June 7, 2007 by Rosa Say

After re-visiting 5 Things Employees Need to Learn—From You last week, this past Monday’s post got me thinking, how would this list be any different, if the new employee was a manager?

Initially, I thought, it won’t. New managers are employees too, and the job doesn’t really matter ” managers need these basics spelled out for them just as much if not more. We make far too many assumptions at work, when we should be talking about them.

Thing is, like it or not, there are a lot more expectations of new managers, and not too much time is given to them to ease on down that yellow brick road where the light shines more brightly at the end of the tunnel (”couldn’t resist, fingers kept going”:)

So this next article came to mind for this week’s Thursday archive visit. Cool update to the posting is that Chris writes me every so often since this first time in August of last year. He’s at a different company now because his family moved to a new city, and so he’s used this twice now! And yes, he is a manager, discovering that management is his calling.


New to Management: A Learning Hit List


[I had originally written this article for Lifehack.org and published it there in August of 2006.]

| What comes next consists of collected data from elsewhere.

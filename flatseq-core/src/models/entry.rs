use chrono::NaiveDate;

#[cfg(feature = "serde")]
use serde::{Deserialize, Serialize};

use crate::models::{Feature, Reference, Sequence};
use crate::validation::Origin;

///
/// Cross reference to a record in another database (`DR`, `RX`, `DBLINK`).
///
#[derive(Clone, Debug, PartialEq, Eq, Hash)]
#[cfg_attr(feature = "serde", derive(Serialize, Deserialize))]
pub struct XRef {
    pub database: String,
    pub primary_id: String,
    pub secondary_id: Option<String>,
}

impl XRef {
    pub fn new<D: Into<String>, P: Into<String>>(database: D, primary_id: P) -> Self {
        XRef {
            database: database.into(),
            primary_id: primary_id.into(),
            secondary_id: None,
        }
    }
}

#[derive(Clone, Debug, PartialEq, Eq, Default)]
#[cfg_attr(feature = "serde", derive(Serialize, Deserialize))]
pub struct Organism {
    pub scientific_name: String,
    pub common_name: Option<String>,
    pub lineage: Vec<String>,
    pub organelle: Option<String>,
}

///
/// One sequence record and its annotation, as read from or written to a
/// flat file.
///
#[derive(Clone, Debug, PartialEq, Eq, Default)]
#[cfg_attr(feature = "serde", derive(Serialize, Deserialize))]
pub struct Entry {
    pub primary_accession: Option<String>,
    pub secondary_accessions: Vec<String>,
    pub name: Option<String>,
    pub data_class: Option<String>,
    pub division: Option<String>,
    pub description: Option<String>,
    pub keywords: Vec<String>,
    pub comment: Option<String>,
    pub projects: Vec<String>,
    pub first_public: Option<NaiveDate>,
    pub first_public_release: Option<u32>,
    pub last_updated: Option<NaiveDate>,
    pub last_updated_release: Option<u32>,
    pub entry_version: Option<u32>,
    pub xrefs: Vec<XRef>,
    pub organism: Option<Organism>,
    pub references: Vec<Reference>,
    pub features: Vec<Feature>,
    pub sequence: Sequence,
}

impl Entry {
    pub fn add_feature(&mut self, feature: Feature) {
        self.features.push(feature);
    }

    pub fn remove_feature(&mut self, index: usize) -> Option<Feature> {
        if index < self.features.len() {
            Some(self.features.remove(index))
        } else {
            None
        }
    }

    /// Features in output order: `source` first, then by position.
    pub fn sorted_features(&self) -> Vec<&Feature> {
        let mut features: Vec<&Feature> = self.features.iter().collect();
        features.sort_by(|a, b| a.output_order(b));
        features
    }

    /// `ACCESSION.VERSION`, or just the accession when no version is known.
    pub fn accession_version(&self) -> Option<String> {
        let accession = self.primary_accession.as_deref()?;
        Some(match self.sequence.version {
            Some(version) => format!("{}.{}", accession, version),
            None => accession.to_string(),
        })
    }

    /// Best available identifier: accession, then LOCUS name.
    pub fn identifier(&self) -> Option<&str> {
        self.primary_accession.as_deref().or(self.name.as_deref())
    }

    ///
    /// Origin for messages about this entry as a whole, used by the
    /// validation layer when no line number applies.
    ///
    pub fn origin<C: Into<String>>(&self, context: C) -> Origin {
        Origin::Accession {
            accession: self.identifier().unwrap_or("unknown").to_string(),
            context: Some(context.into()),
        }
    }
}
//! AGP v2.0 assembly files.
//!
//! Rows are grouped by object id into one entry per object. Component rows
//! become remote ranges of the object's contig map, gap rows become gap
//! segments plus an `assembly_gap` feature.
use std::io::BufRead;

use flatseq_core::location::{CompoundLocation, Location, Locus};
use flatseq_core::models::{Entry, Feature, Qualifier};
use flatseq_core::validation::messages;
use flatseq_core::{Origin, ValidationMessage, ValidationResult};
use log::debug;

use crate::error::Result;

pub const ASSEMBLY_GAP_FEATURE: &str = "assembly_gap";

const COMPONENT_TYPES: &[&str] = &["W", "A", "D", "F", "G", "O", "P"];
const GAP_TYPES: &[&str] = &["N", "U"];

#[derive(Clone, Debug, PartialEq)]
enum Part {
    Component {
        accession: String,
        version: Option<u32>,
        begin: i64,
        end: i64,
        complement: bool,
    },
    Gap {
        length: u64,
        unknown: bool,
        gap_type: String,
        linkage: bool,
        evidence: Vec<String>,
    },
}

#[derive(Clone, Debug, PartialEq)]
struct Row {
    line_number: usize,
    object: String,
    object_begin: i64,
    object_end: i64,
    part: Part,
}

/// `AC000001.2` -> (`AC000001`, 2); ids without a numeric suffix keep no version.
fn split_version(id: &str) -> (String, Option<u32>) {
    match id.rsplit_once('.') {
        Some((accession, version)) => match version.parse() {
            Ok(version) => (accession.to_string(), Some(version)),
            Err(_) => (id.to_string(), None),
        },
        None => (id.to_string(), None),
    }
}

/// AGP gap type to the `/gap_type` vocabulary of flat files.
fn gap_type(agp: &str, linkage: bool) -> String {
    match agp {
        "scaffold" => "within scaffold",
        "contig" => "between scaffolds",
        "short_arm" => "short arm",
        "repeat" if linkage => "repeat within scaffold",
        "repeat" => "repeat between scaffolds",
        other => other,
    }
    .to_string()
}

fn parse_row(line: &str, line_number: usize) -> std::result::Result<Row, ValidationMessage> {
    let invalid = || {
        ValidationMessage::error(messages::AGP_INVALID_LINE, Origin::line(line_number)).param(line)
    };
    let fields: Vec<&str> = line.split('\t').map(str::trim).collect();
    if fields.len() < 8 {
        return Err(invalid());
    }
    let object_begin: i64 = fields[1].parse().map_err(|_| invalid())?;
    let object_end: i64 = fields[2].parse().map_err(|_| invalid())?;
    if object_begin < 1 || object_end < object_begin {
        return Err(invalid());
    }
    fields[3].parse::<u32>().map_err(|_| invalid())?;
    let column9 = fields.get(8).copied().unwrap_or_default();

    let part = match fields[4] {
        kind if COMPONENT_TYPES.contains(&kind) => {
            let (accession, version) = split_version(fields[5]);
            let complement = match column9 {
                "-" => true,
                "+" | "?" | "0" | "na" | "" => false,
                _ => return Err(invalid()),
            };
            Part::Component {
                accession,
                version,
                begin: fields[6].parse().map_err(|_| invalid())?,
                end: fields[7].parse().map_err(|_| invalid())?,
                complement,
            }
        }
        kind if GAP_TYPES.contains(&kind) => {
            let linkage = match fields[7] {
                "yes" => true,
                "no" => false,
                _ => return Err(invalid()),
            };
            Part::Gap {
                length: fields[5].parse().map_err(|_| invalid())?,
                unknown: kind == "U",
                gap_type: gap_type(fields[6], linkage),
                linkage,
                evidence: column9
                    .split(';')
                    .map(str::trim)
                    .filter(|e| !e.is_empty() && *e != "na")
                    .map(str::to_string)
                    .collect(),
            }
        }
        kind => {
            return Err(ValidationMessage::error(
                messages::AGP_INVALID_COMPONENT_TYPE,
                Origin::line(line_number),
            )
            .param(kind));
        }
    };

    Ok(Row {
        line_number,
        object: fields[0].to_string(),
        object_begin,
        object_end,
        part,
    })
}

/// Entry under construction for one AGP object.
struct ObjectBuilder {
    entry: Entry,
    result: ValidationResult,
    previous_end: i64,
}

impl ObjectBuilder {
    fn new(object: &str) -> Self {
        let mut entry = Entry {
            primary_accession: Some(object.to_string()),
            data_class: Some("CON".to_string()),
            ..Default::default()
        };
        entry.sequence.molecule_type = Some("genomic DNA".to_string());
        ObjectBuilder {
            entry,
            result: ValidationResult::new(),
            previous_end: 0,
        }
    }

    fn add(&mut self, row: Row) {
        let origin = Origin::line(row.line_number);
        if self.previous_end.checked_add(1) != Some(row.object_begin) {
            self.result.append(
                ValidationMessage::error(messages::AGP_NON_CONTIGUOUS_OBJECT, origin.clone())
                    .param(&row.object)
                    .param(row.object_begin)
                    .param(self.previous_end),
            );
        }
        self.previous_end = row.object_end;
        self.entry.sequence.declared_length = u64::try_from(row.object_end).ok();

        let span = row.object_end.abs_diff(row.object_begin).saturating_add(1);
        let (segment, part_span) = match row.part {
            Part::Component {
                accession,
                version,
                begin,
                end,
                complement,
            } => {
                let mut range = Location::range(begin, end).with_locus(Locus::remote(accession, version));
                range.set_complement(complement);
                let part_span = range.length();
                (range, part_span)
            }
            Part::Gap {
                length,
                unknown,
                gap_type,
                linkage,
                evidence,
            } => {
                let mut feature = Feature::new(
                    ASSEMBLY_GAP_FEATURE,
                    CompoundLocation::from(Location::range(row.object_begin, row.object_end)),
                );
                let estimated = if unknown { "unknown".to_string() } else { length.to_string() };
                feature.add_qualifier(Qualifier::new("estimated_length", estimated));
                feature.add_qualifier(Qualifier::new("gap_type", gap_type));
                if linkage {
                    for evidence in evidence {
                        feature.add_qualifier(Qualifier::new("linkage_evidence", evidence));
                    }
                }
                self.entry.add_feature(feature);

                match unknown {
                    true => (Location::unknown_gap(), span),
                    false => (Location::gap(length), length),
                }
            }
        };

        if part_span != span {
            self.result.append(
                ValidationMessage::error(messages::AGP_COMPONENT_LENGTH_MISMATCH, origin)
                    .param(span)
                    .param(part_span),
            );
        }
        self.entry.sequence.contigs.add_location(segment);
    }
}

///
/// Streams one entry per AGP object. Malformed rows are reported against
/// the object being read and skipped.
///
pub struct AgpReader<R: BufRead> {
    reader: R,
    line_number: usize,
    /// First row of the next object, read while closing the previous one.
    pending: Option<Row>,
    finished: bool,
}

impl<R: BufRead> AgpReader<R> {
    pub fn new(reader: R) -> Self {
        AgpReader {
            reader,
            line_number: 0,
            pending: None,
            finished: false,
        }
    }

    /// Next well-formed row; malformed ones are appended to `result`.
    fn next_row(&mut self, result: &mut ValidationResult) -> Result<Option<Row>> {
        loop {
            let mut line = String::new();
            if self.reader.read_line(&mut line)? == 0 {
                return Ok(None);
            }
            self.line_number += 1;
            let line = line.trim_end_matches(['\n', '\r']);
            if line.trim().is_empty() || line.starts_with('#') {
                continue;
            }
            match parse_row(line, self.line_number) {
                Ok(row) => return Ok(Some(row)),
                Err(message) => {
                    debug!("Skipping AGP line {}", self.line_number);
                    result.append(message);
                }
            }
        }
    }

    /// Read the next object; `Ok(None)` at end of input.
    pub fn read(&mut self) -> Result<Option<(Entry, ValidationResult)>> {
        if self.finished {
            return Ok(None);
        }
        let mut skipped = ValidationResult::new();
        let mut builder: Option<ObjectBuilder> = None;

        loop {
            let row = match self.pending.take() {
                Some(row) => row,
                None => {
                    let result = match builder.as_mut() {
                        Some(builder) => &mut builder.result,
                        None => &mut skipped,
                    };
                    match self.next_row(result)? {
                        Some(row) => row,
                        None => {
                            self.finished = true;
                            break;
                        }
                    }
                }
            };

            match builder.as_mut() {
                Some(current) if current.entry.primary_accession.as_deref() != Some(row.object.as_str()) => {
                    self.pending = Some(row);
                    break;
                }
                Some(current) => current.add(row),
                None => {
                    let mut current = ObjectBuilder::new(&row.object);
                    current.result.extend(std::mem::take(&mut skipped));
                    current.add(row);
                    builder = Some(current);
                }
            }
        }

        Ok(match builder {
            Some(builder) => Some((builder.entry, builder.result)),
            // only malformed rows: hand them out so they are not lost
            None if !skipped.is_empty() => Some((Entry::default(), skipped)),
            None => None,
        })
    }
}

impl<R: BufRead> Iterator for AgpReader<R> {
    type Item = Result<(Entry, ValidationResult)>;

    fn next(&mut self) -> Option<Self::Item> {
        match self.read() {
            Ok(record) => record.map(Ok),
            Err(e) => {
                self.finished = true;
                self.pending = None;
                Some(Err(e))
            }
        }
    }
}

As the author of Managing with Aloha, I get some great questions from managers and leaders via email. This one came a few days ago:

Dear Rosa,

I just got a job as an intern. I’m pretty excited about it, for this company is growing like crazy, and they are known to give their graduating interns terrific opportunities if they’ve done well within their program. I’m hoping this will segue into my first management job when the term is over.

The manager I report to, clued me in to the fact that learning is highly valued here. In your book, you’re pretty passionate about learning too: What kinds of things do you think I should include in my list of things to learn while in my internship?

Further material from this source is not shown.